**Work task:** Your task is to reproduce exactly the lines that run from the beginning of the data through the line where "pub mod friend;" appears.

# # # # # # #

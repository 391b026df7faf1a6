//! Shared domain types for chirpbot.
//!
//! This crate contains the types that flow between the event router, the
//! persistent memory and the behavior modules: inbound notes and messages,
//! conversation contexts, deferred callbacks, affinity records, process meta,
//! hook results and their associated error types.
//!
//! Zero infrastructure dependencies -- only serde, uuid, chrono, thiserror.

pub mod config;
pub mod context;
pub mod error;
pub mod friend;
pub mod hook;
pub mod message;
pub mod meta;
pub mod note;
pub mod timer;

/// Opaque module-owned value attached to contexts and timers.
///
/// The router stores and hands it back verbatim; only the owning module
/// interprets its contents.
pub type Payload = serde_json::Value;
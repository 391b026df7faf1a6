//! Tracing subscriber initialization with structured logging and optional
//! OpenTelemetry trace export.
//!
//! # Usage
//!
//! ```no_run
//! // Structured logging at the default level
//! chirpbot_observe::tracing_setup::init_tracing("info", false).unwrap();
//!
//! // With OpenTelemetry export to stdout
//! chirpbot_observe::tracing_setup::init_tracing("debug", true).unwrap();
//! ```

use opentelemetry::trace::TracerProvider as _;
use opentelemetry_sdk::trace::SdkTracerProvider;
use tracing_subscriber::EnvFilter;
use tracing_subscriber::layer::SubscriberExt;
use tracing_subscriber::util::SubscriberInitExt;

use std::sync::OnceLock;

/// Stores the OTel tracer provider so it can be shut down cleanly on exit.
static TRACER_PROVIDER: OnceLock<SdkTracerProvider> = OnceLock::new();

/// Filter directive for the CLI's `-v` count and `--quiet` flag.
pub fn filter_for_verbosity(verbose: u8, quiet: bool) -> &'static str {
    if quiet {
        return "error";
    }
    match verbose {
        0 => "chirpbot=info,warn",
        1 => "chirpbot=debug,info",
        _ => "trace",
    }
}

/// Initialize the global tracing subscriber.
///
/// `RUST_LOG` wins over `default_filter` when set. With `enable_otel`,
/// spans are also bridged to OpenTelemetry through a stdout exporter.
///
/// # Errors
///
/// Returns an error if a global subscriber is already installed or the
/// filter directive is invalid.
pub fn init_tracing(
    default_filter: &str,
    enable_otel: bool,
) -> Result<(), Box<dyn std::error::Error + Send + Sync>> {
    let fmt_layer = tracing_subscriber::fmt::layer().with_target(true);

    let env_filter = match std::env::var(EnvFilter::DEFAULT_ENV) {
        Ok(directives) if !directives.is_empty() => EnvFilter::try_new(directives)?,
        _ => EnvFilter::try_new(default_filter)?,
    };

    if enable_otel {
        let provider = SdkTracerProvider::builder()
            .with_simple_exporter(opentelemetry_stdout::SpanExporter::default())
            .build();
        let tracer = provider.tracer("chirpbot");
        let otel_layer = tracing_opentelemetry::layer().with_tracer(tracer);

        let _ = TRACER_PROVIDER.set(provider.clone());
        opentelemetry::global::set_tracer_provider(provider);

        tracing_subscriber::registry()
            .with(env_filter)
            .with(fmt_layer)
            .with(otel_layer)
            .try_init()?;
    } else {
        tracing_subscriber::registry()
            .with(env_filter)
            .with(fmt_layer)
            .try_init()?;
    }

    Ok(())
}

/// Flush pending traces and shut down the OpenTelemetry tracer provider.
///
/// No-op when OTel was not enabled.
pub fn shutdown_tracing() {
    if let Some(provider) = TRACER_PROVIDER.get() {
        if let Err(e) = provider.shutdown() {
            eprintln!("Warning: OTel tracer provider shutdown error: {e}");
        }
    }
}
//! Observability for chirpbot: tracing subscriber setup.

pub mod tracing_setup;
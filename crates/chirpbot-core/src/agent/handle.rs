//! Module-facing agent handle.
//!
//! `AgentHandle` is what a module receives in `init`. It owns the
//! serialization policy for contexts, timers, affinity and meta: modules ask
//! it to subscribe, schedule or reply, and never touch the store directly.

use std::sync::Arc;
use std::time::Duration;

use chirpbot_types::Payload;
use chirpbot_types::context::{ContextTarget, ConversationContext};
use chirpbot_types::error::{ApiError, RepositoryError};
use chirpbot_types::friend::AffinityRecord;
use chirpbot_types::message::Message;
use chirpbot_types::meta::{MetaPatch, ProcessMeta};
use chirpbot_types::note::{DriveFile, NewNote, Note, User};
use chirpbot_types::timer::DeferredCallback;
use chrono::Utc;
use tracing::{debug, info};
use uuid::Uuid;

use crate::api::BoxSocialApi;
use crate::repository::BoxStore;

/// Cloneable handle to the agent's identity, memory and outbound API.
#[derive(Clone)]
pub struct AgentHandle {
    inner: Arc<HandleInner>,
}

struct HandleInner {
    account: User,
    last_sleeped_at: Option<i64>,
    store: BoxStore,
    api: BoxSocialApi,
}

impl AgentHandle {
    pub fn new(
        account: User,
        last_sleeped_at: Option<i64>,
        store: BoxStore,
        api: BoxSocialApi,
    ) -> Self {
        Self {
            inner: Arc::new(HandleInner {
                account,
                last_sleeped_at,
                store,
                api,
            }),
        }
    }

    /// The agent's own account.
    pub fn account(&self) -> &User {
        &self.inner.account
    }

    /// Last heartbeat recorded before this process started (epoch ms).
    ///
    /// `None` on the very first run.
    pub fn last_sleeped_at(&self) -> Option<i64> {
        self.inner.last_sleeped_at
    }

    pub fn store(&self) -> &BoxStore {
        &self.inner.store
    }

    pub fn api(&self) -> &BoxSocialApi {
        &self.inner.api
    }

    // -----------------------------------------------------------------------
    // Conversation contexts
    // -----------------------------------------------------------------------

    /// Wait for the next reply in a conversation.
    ///
    /// `id` is the peer user id when `is_dm`, otherwise the note id whose
    /// replies should be routed to `module`'s context hook. Existing contexts
    /// for the same conversation are left in place.
    pub async fn subscribe_reply(
        &self,
        module: &str,
        key: Option<&str>,
        is_dm: bool,
        id: &str,
        data: Option<Payload>,
    ) -> Result<ConversationContext, RepositoryError> {
        let context = ConversationContext::new(
            module,
            key.map(str::to_string),
            ContextTarget::new(is_dm, id),
            data,
        );
        self.inner.store.insert_context(&context).await?;
        debug!(%module, ?key, target = ?context.target, "context subscribed");
        Ok(context)
    }

    /// Stop waiting: remove every context of `module` with continuation key
    /// `key`, across all conversations. Returns the number removed.
    pub async fn unsubscribe_reply(
        &self,
        module: &str,
        key: Option<&str>,
    ) -> Result<u64, RepositoryError> {
        let removed = self.inner.store.remove_contexts(module, key).await?;
        debug!(%module, ?key, removed, "context unsubscribed");
        Ok(removed)
    }

    // -----------------------------------------------------------------------
    // Deferred callbacks
    // -----------------------------------------------------------------------

    /// Persist a timer that calls `module`'s timeout callback with `data`
    /// once `delay` has elapsed, even across restarts.
    pub async fn set_timeout_with_persistence(
        &self,
        module: &str,
        delay: Duration,
        data: Option<Payload>,
    ) -> Result<Uuid, RepositoryError> {
        let delay_ms = i64::try_from(delay.as_millis()).unwrap_or(i64::MAX);
        let timer = DeferredCallback::new(module, delay_ms, data);
        self.inner.store.insert_timer(&timer).await?;
        info!(%module, id = %timer.id, delay_ms, "timer persisted");
        Ok(timer.id)
    }

    // -----------------------------------------------------------------------
    // Affinity
    // -----------------------------------------------------------------------

    /// Add `amount` to `user`'s affinity, creating the record if needed.
    pub async fn increment_affinity(
        &self,
        user: &User,
        amount: f64,
    ) -> Result<AffinityRecord, RepositoryError> {
        let record = self.inner.store.add_affinity(&user.id, Some(user), amount).await?;
        debug!(user_id = %user.id, affinity = record.affinity, "affinity updated");
        Ok(record)
    }

    pub async fn lookup_friend(&self, user_id: &str) -> Result<Option<AffinityRecord>, RepositoryError> {
        self.inner.store.find_friend(user_id).await
    }

    // -----------------------------------------------------------------------
    // Process meta
    // -----------------------------------------------------------------------

    /// The singleton meta record, created with `last_waking_at = now` if absent.
    pub async fn read_meta(&self) -> Result<ProcessMeta, RepositoryError> {
        if let Some(meta) = self.inner.store.load_meta().await? {
            return Ok(meta);
        }
        let meta = ProcessMeta::new(Utc::now().timestamp_millis());
        self.inner.store.save_meta(&meta).await?;
        Ok(meta)
    }

    /// Merge `patch` into the singleton and persist it.
    pub async fn update_meta(&self, patch: MetaPatch) -> Result<ProcessMeta, RepositoryError> {
        let mut meta = self.read_meta().await?;
        meta.merge(patch);
        self.inner.store.save_meta(&meta).await?;
        Ok(meta)
    }

    // -----------------------------------------------------------------------
    // Module-private data
    // -----------------------------------------------------------------------

    pub async fn module_data(
        &self,
        module: &str,
        key: &str,
    ) -> Result<Option<serde_json::Value>, RepositoryError> {
        self.inner.store.get_module_data(module, key).await
    }

    pub async fn set_module_data(
        &self,
        module: &str,
        key: &str,
        value: &serde_json::Value,
    ) -> Result<(), RepositoryError> {
        self.inner.store.set_module_data(module, key, value).await
    }

    pub async fn delete_module_data(&self, module: &str, key: &str) -> Result<(), RepositoryError> {
        self.inner.store.delete_module_data(module, key).await
    }

    /// Keys `module` has stored, in key order.
    pub async fn module_data_keys(&self, module: &str) -> Result<Vec<String>, RepositoryError> {
        self.inner.store.list_module_keys(module).await
    }

    // -----------------------------------------------------------------------
    // Outbound helpers
    // -----------------------------------------------------------------------

    /// Answer `msg` in the same channel it arrived on.
    ///
    /// Direct messages get a direct message back; notes get a reply note.
    pub async fn reply(
        &self,
        msg: &Message,
        text: &str,
        file: Option<&DriveFile>,
    ) -> Result<(), ApiError> {
        if msg.is_dm {
            self.send_message(msg.user_id(), text, file).await
        } else {
            let note = NewNote {
                text: Some(text.to_string()),
                reply_id: Some(msg.id.clone()),
                file_ids: file.map(|f| f.id.clone()).into_iter().collect(),
                ..Default::default()
            };
            self.post(&note).await.map(|_| ())
        }
    }

    pub async fn post(&self, note: &NewNote) -> Result<Note, ApiError> {
        self.inner.api.create_note(note).await
    }

    pub async fn send_message(
        &self,
        user_id: &str,
        text: &str,
        file: Option<&DriveFile>,
    ) -> Result<(), ApiError> {
        self.inner
            .api
            .send_message(user_id, Some(text), file.map(|f| f.id.as_str()))
            .await
    }

    pub async fn upload(
        &self,
        bytes: Vec<u8>,
        file_name: &str,
        content_type: &str,
    ) -> Result<DriveFile, ApiError> {
        self.inner.api.upload_file(bytes, file_name, content_type).await
    }

    pub async fn show_note(&self, note_id: &str) -> Result<Note, ApiError> {
        self.inner.api.show_note(note_id).await
    }
}

impl std::fmt::Debug for AgentHandle {
    fn fmt(&self, f: &mut std::fmt::Formatter<'_>) -> std::fmt::Result {
        f.debug_struct("AgentHandle")
            .field("account", &self.inner.account.acct())
            .field("last_sleeped_at", &self.inner.last_sleeped_at)
            .finish()
    }
}
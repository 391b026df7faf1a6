//! Deferred callbacks: durable timers that survive restarts.

use chrono::Utc;
use serde::{Deserialize, Serialize};
use uuid::Uuid;

use crate::Payload;

/// A pending timer owned by a module.
///
/// Times are Unix epoch milliseconds so the expiry check stays a plain
/// integer comparison across restarts.
#[derive(Debug, Clone, PartialEq, Serialize, Deserialize)]
pub struct DeferredCallback {
    pub id: Uuid,
    pub module: String,
    pub inserted_at: i64,
    pub delay_ms: i64,
    pub data: Option<Payload>,
}

impl DeferredCallback {
    pub fn new(module: impl Into<String>, delay_ms: i64, data: Option<Payload>) -> Self {
        Self {
            id: Uuid::now_v7(),
            module: module.into(),
            inserted_at: Utc::now().timestamp_millis(),
            delay_ms,
            data,
        }
    }

    pub fn due_at(&self) -> i64 {
        self.inserted_at.saturating_add(self.delay_ms)
    }

    /// Expired once `now - (inserted_at + delay) >= 0`.
    pub fn is_due(&self, now_ms: i64) -> bool {
        now_ms - self.due_at() >= 0
    }
}

#[cfg(test)]
mod tests {
    use super::*;

    #[test]
    fn test_due_exactly_at_deadline() {
        let timer = DeferredCallback {
            id: Uuid::now_v7(),
            module: "reminder".to_string(),
            inserted_at: 1_000,
            delay_ms: 500,
            data: None,
        };
        assert!(!timer.is_due(1_499));
        assert!(timer.is_due(1_500));
        assert!(timer.is_due(9_999));
    }

    #[test]
    fn test_new_stamps_current_time() {
        let before = Utc::now().timestamp_millis();
        let timer = DeferredCallback::new("reminder", 0, None);
        assert!(timer.inserted_at >= before);
        assert!(timer.is_due(Utc::now().timestamp_millis()));
    }
}
//! Affinity ledger repository trait.

use chirpbot_types::error::RepositoryError;
use chirpbot_types::friend::AffinityRecord;
use chirpbot_types::note::User;

pub trait FriendRepository: Send + Sync {
    /// Look up a record without creating it.
    fn find_friend(
        &self,
        user_id: &str,
    ) -> impl std::future::Future<Output = Result<Option<AffinityRecord>, RepositoryError>> + Send;

    /// Add `amount` to the user's affinity, creating the record at 0 first if
    /// absent. A provided `user` snapshot replaces the stored one.
    ///
    /// Returns the updated record.
    fn add_affinity(
        &self,
        user_id: &str,
        user: Option<&User>,
        amount: f64,
    ) -> impl std::future::Future<Output = Result<AffinityRecord, RepositoryError>> + Send;

    /// All records, highest affinity first.
    fn list_friends(
        &self,
    ) -> impl std::future::Future<Output = Result<Vec<AffinityRecord>, RepositoryError>> + Send;
}
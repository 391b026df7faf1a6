//! The SQLite-backed agent store and shared row helpers.

use chrono::{DateTime, Utc};
use chirpbot_types::error::RepositoryError;

use super::pool::DatabasePool;

/// SQLite implementation of every `chirpbot-core` repository trait.
#[derive(Clone)]
pub struct SqliteStore {
    pub(crate) pool: DatabasePool,
}

impl SqliteStore {
    pub fn new(pool: DatabasePool) -> Self {
        Self { pool }
    }

    /// Open the database at `database_url`, running migrations.
    pub async fn open(database_url: &str) -> Result<Self, RepositoryError> {
        let pool = DatabasePool::new(database_url).await.map_err(|e| {
            tracing::error!(url = %database_url, error = %e, "failed to open database");
            RepositoryError::Connection
        })?;
        Ok(Self::new(pool))
    }

    pub fn pool(&self) -> &DatabasePool {
        &self.pool
    }

    pub async fn close(&self) {
        self.pool.close().await;
    }
}

impl std::fmt::Debug for SqliteStore {
    fn fmt(&self, f: &mut std::fmt::Formatter<'_>) -> std::fmt::Result {
        f.debug_struct("SqliteStore").finish_non_exhaustive()
    }
}

// ---------------------------------------------------------------------------
// Helpers
// ---------------------------------------------------------------------------

pub(crate) fn query_err(e: sqlx::Error) -> RepositoryError {
    RepositoryError::Query(e.to_string())
}

pub(crate) fn parse_datetime(s: &str) -> Result<DateTime<Utc>, RepositoryError> {
    DateTime::parse_from_rfc3339(s)
        .map(|dt| dt.with_timezone(&Utc))
        .map_err(|e| RepositoryError::Query(format!("invalid datetime: {e}")))
}

pub(crate) fn format_datetime(dt: &DateTime<Utc>) -> String {
    dt.to_rfc3339()
}

pub(crate) fn to_json<T: serde::Serialize>(value: &T) -> Result<String, RepositoryError> {
    serde_json::to_string(value)
        .map_err(|e| RepositoryError::Query(format!("failed to serialize value: {e}")))
}

pub(crate) fn from_json<T: serde::de::DeserializeOwned>(s: &str) -> Result<T, RepositoryError> {
    serde_json::from_str(s).map_err(|e| RepositoryError::Query(format!("invalid JSON value: {e}")))
}

/// Decode an optional JSON column.
pub(crate) fn from_json_opt<T: serde::de::DeserializeOwned>(
    s: Option<String>,
) -> Result<Option<T>, RepositoryError> {
    s.as_deref().map(from_json).transpose()
}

# # # # # # #

**Result of this task:**
repository 391b026df7faf1a6
//! Shared domain types for chirpbot.
//!
//! This crate contains the types that flow between the event router, the
//! persistent memory and the behavior modules: inbound notes and messages,
//! conversation contexts, deferred callbacks, affinity records, process meta,
//! hook results and their associated error types.
//!
//! Zero infrastructure dependencies -- only serde, uuid, chrono, thiserror.

pub mod config;
pub mod context;
pub mod error;
pub mod friend;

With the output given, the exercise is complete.